2. Another special ground (No. 2) assigns error on the admission of evidence of a sale of comparable property about eight months after the agreed time of taking. The allowance of this type evidence is within the sound discretion of the trial judge and the rule is that "Exact similarity is not generally attainable, and any dissimilarities in the lands or their transfer are matters which go to the weight to be given by the jury to the evidence of the transfer." Georgia Power Co. v. Walker, 101 Ga. App. 454 (2)
(114 SE2d 159
, 80 ALR2d 1264). In Walker the evidence was held admissible where the transaction complained of was almost six years before and there were a number of differences in location, etc. There was no abuse of discretion here.
3. (a) A portion of the charge is the subject of complaint in special ground 3, as follows:
"Now, the compensation which the defendant is entitled to for the land actually taken by Fulton County is the value of the land taken. To determine this value, you, should first determine from the evidence, if the evidence discloses it, what the market value was of the whole tract owned by the defendant before the land was taken from it. Then you would determine from the evidence, if the evidence discloses it, what the market value was of defendant's tract after the land had been taken from it for highway purposes, that is, the value of that portion of the tract remaining to the defendant after the land was taken. Now, the difference, if any, between the value of the tract as a whole before the land was taken from it, and the value of the tract remaining after the land was taken, would represent the value of the land actually taken." The court subsequently charged on consequential damages.
The county's contention here is that the quoted charge allowed the condemnee a double recovery for consequential damages. This position is supported by Georgia Power Co. v. Pharr, 97 Ga. App. 223 (102 SE2d 658)
and by Fulton County v. Elliott, 109 Ga. App. 775
. See also State Hwy. Dept. v. Weldon, 107 Ga. App. 98
, 99 (1) (129 SE2d 396
). On the other hand, State Hwy. Bd. v. Bridges, 60 Ga. App. 240 (2) (3 SE2d 907)

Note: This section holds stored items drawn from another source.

//! Codec error types
//!
//! The codec surface has exactly one fatal condition: decode input that is
//! not well-formed JSON. Everything else is best-effort by design — encode
//! never fails, and unmatched values degrade to `null`.

use thiserror::Error;

/// Result type for codec decode operations
pub type DecodeResult<T> = Result<T, DecodeError>;

/// Errors raised while decoding codec output
#[derive(Debug, Error)]
pub enum DecodeError {
    /// The input text is not well-formed JSON
    #[error("malformed JSON input: {0}")]
    MalformedJson(#[from] serde_json::Error),
}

gives approval to this charge. However, what is said in Bridges is clearly dictum because the court was attempting to lay down a proper way to charge rather than considering the charge on its merits. It has been interpreted in varying ways. Compare Georgia Power Co. v. Pittman, 92 Ga. App. 673
, 675 (1) (89 SE2d 577
) with Vann v. State Hwy. Dept., 95 Ga. App. 243
, 244 (2) (97 SE2d 550
There are two elements to be considered in connection with the damages in condemnation cases. They are the actual value of the land taken and the consequential damage or consequential benefit to the remaining land. Code 36-5,04. The jury may consider consequential benefits to the remaining land to the extent that they offset consequential damages. Code 36-506. The vice of this charge is that the jury might include consequential benefits in the value they fix on the land remaining after taking, thereby depriving the condemnee of the "actual value" of his property taken in direct contravention of Code 36-504, 36-506. Likewise, if there are consequential damages but no consequential benefits to the land remaining, or if the damages exceed in value the benefits, the verdict may result in the condemnor paying more than actual value for the land taken. On this basis the charge was erroneous. The dictum in Bridges, being error itself, will not be followed.

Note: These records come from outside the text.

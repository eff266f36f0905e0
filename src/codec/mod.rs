//! Extensible structural JSON codec for conform
//!
//! Losslessly serializes and deserializes values JSON cannot natively
//! represent (big integers, timestamps, maps, sets) by wrapping them in
//! tagged envelopes and recursively re-applying the codec to nested
//! structures. Built entirely on the schema combinator engine: decode-time
//! envelope matching is validated schema matching.

mod builtins;
mod errors;
mod registry;

pub use builtins::{big_int_codec, date_codec, map_codec, set_codec};
pub use errors::{DecodeError, DecodeResult};
pub use registry::{create_codec, Codec, TypeCodec, TYPE_FIELD, VALUE_FIELD};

However, an erroneous charge must be coupled with harm in order to entitle the moving party to a new trial. Porter v. Bennett, 106 Ga. App. 586 (127 SE2d 875)

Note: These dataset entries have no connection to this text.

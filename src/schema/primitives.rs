//! Primitive schema constructors
//!
//! Leaf schemas for the scalar kinds, plus `unknown` (accepts everything)
//! and `custom` (caller-supplied type guard). The scalar constructors return
//! refinement wrappers (`StringSchema`, `NumberSchema`, `BooleanSchema`)
//! that deref to `Schema`, so combinators chain directly off them.

use std::ops::Deref;

use regex::Regex;

use super::core::Schema;
use crate::value::Value;

fn base(is_type: impl Fn(&Value) -> bool + Send + Sync + 'static) -> Schema {
    Schema::from_parts(is_type, |_| true, Value::clone)
}

/// Creates a string schema.
pub fn string() -> StringSchema {
    StringSchema {
        inner: base(|v| matches!(v, Value::String(_))),
    }
}

/// Creates a number schema.
pub fn number() -> NumberSchema {
    NumberSchema {
        inner: base(|v| matches!(v, Value::Number(_))),
    }
}

/// Creates a boolean schema.
pub fn boolean() -> BooleanSchema {
    BooleanSchema {
        inner: base(|v| matches!(v, Value::Bool(_))),
    }
}

/// Creates a schema accepting only `Null`.
pub fn null() -> Schema {
    base(Value::is_null)
}

/// Creates a schema accepting only `Undefined`.
pub fn undefined() -> Schema {
    base(Value::is_undefined)
}

/// Creates a schema accepting any value.
pub fn unknown() -> Schema {
    base(|_| true)
}

/// Creates a schema from an arbitrary type guard.
pub fn custom(type_check: impl Fn(&Value) -> bool + Send + Sync + 'static) -> Schema {
    base(type_check)
}

/// A string schema with length and pattern refinements.
#[derive(Clone, Debug)]
pub struct StringSchema {
    inner: Schema,
}

impl StringSchema {
    fn refined(self, f: impl Fn(&str) -> bool + Send + Sync + 'static) -> StringSchema {
        StringSchema {
            inner: self.inner.then_validate(move |v| v.as_str().is_some_and(&f)),
        }
    }

    /// Validates that strings have a length of at least `n`.
    pub fn min_length(self, n: usize) -> StringSchema {
        self.refined(move |s| s.chars().count() >= n)
    }

    /// Validates that strings have a length of at most `n`.
    pub fn max_length(self, n: usize) -> StringSchema {
        self.refined(move |s| s.chars().count() <= n)
    }

    /// Validates that strings have a length equal to `n`.
    pub fn length(self, n: usize) -> StringSchema {
        self.refined(move |s| s.chars().count() == n)
    }

    /// Validates that strings match the given regular expression.
    pub fn pattern(self, regex: Regex) -> StringSchema {
        self.refined(move |s| regex.is_match(s))
    }

    /// Restricts the type check to strings equal to one element of `options`.
    pub fn eq(self, options: &[&str]) -> Schema {
        let options: Vec<String> = options.iter().map(|s| s.to_string()).collect();
        Schema::from_parts(
            move |v| v.as_str().is_some_and(|s| options.iter().any(|o| o == s)),
            |_| true,
            Value::clone,
        )
    }
}

impl Deref for StringSchema {
    type Target = Schema;

    fn deref(&self) -> &Schema {
        &self.inner
    }
}

impl From<StringSchema> for Schema {
    fn from(s: StringSchema) -> Schema {
        s.inner
    }
}

/// A number schema with range and integrality refinements.
#[derive(Clone, Debug)]
pub struct NumberSchema {
    inner: Schema,
}

impl NumberSchema {
    fn refined(self, f: impl Fn(f64) -> bool + Send + Sync + 'static) -> NumberSchema {
        NumberSchema {
            inner: self.inner.then_validate(move |v| v.as_f64().is_some_and(&f)),
        }
    }

    /// Validates that numbers are at least `n`.
    pub fn min(self, n: f64) -> NumberSchema {
        self.refined(move |v| v >= n)
    }

    /// Validates that numbers are at most `n`.
    pub fn max(self, n: f64) -> NumberSchema {
        self.refined(move |v| v <= n)
    }

    /// Validates that numbers are integers exactly representable in an
    /// `f64` (magnitude at most 2^53 - 1).
    pub fn int(self) -> NumberSchema {
        const MAX_SAFE_INTEGER: f64 = 9_007_199_254_740_991.0;
        self.refined(|v| v.is_finite() && v.fract() == 0.0 && v.abs() <= MAX_SAFE_INTEGER)
    }

    /// Validates that numbers are integers, without the exact-representation
    /// bound of `int`.
    pub fn unsafe_int(self) -> NumberSchema {
        self.refined(|v| v.is_finite() && v.fract() == 0.0)
    }

    /// Validates that numbers are finite.
    pub fn finite(self) -> NumberSchema {
        self.refined(f64::is_finite)
    }

    /// Restricts the type check to numbers equal to one element of `options`.
    pub fn eq(self, options: &[f64]) -> Schema {
        let options = options.to_vec();
        Schema::from_parts(
            move |v| v.as_f64().is_some_and(|n| options.iter().any(|o| *o == n)),
            |_| true,
            Value::clone,
        )
    }
}

impl Deref for NumberSchema {
    type Target = Schema;

    fn deref(&self) -> &Schema {
        &self.inner
    }
}

impl From<NumberSchema> for Schema {
    fn from(s: NumberSchema) -> Schema {
        s.inner
    }
}

/// A boolean schema.
#[derive(Clone, Debug)]
pub struct BooleanSchema {
    inner: Schema,
}

impl BooleanSchema {
    /// Restricts the type check to booleans equal to `b`.
    pub fn eq(self, b: bool) -> Schema {
        Schema::from_parts(move |v| v.as_bool() == Some(b), |_| true, Value::clone)
    }
}

impl Deref for BooleanSchema {
    type Target = Schema;

    fn deref(&self) -> &Schema {
        &self.inner
    }
}

impl From<BooleanSchema> for Schema {
    fn from(s: BooleanSchema) -> Schema {
        s.inner
    }
}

and citations. Here the county contended throughout the trial that the value of the land increased because of the taking and, therefore, that there were no consequential damages, only consequential benefits. In special ground 2, considered supra, it contended that evidence of similar sales after the taking should be excluded because of the increase in value of the property as a result of the public improvement. It introduced expert testimony following the formula for computing damages laid down in the charge.
Therefore, as to the county this charge was harmless.
Judgment affirmed. Bell, P. J., and Jordan, J., concur.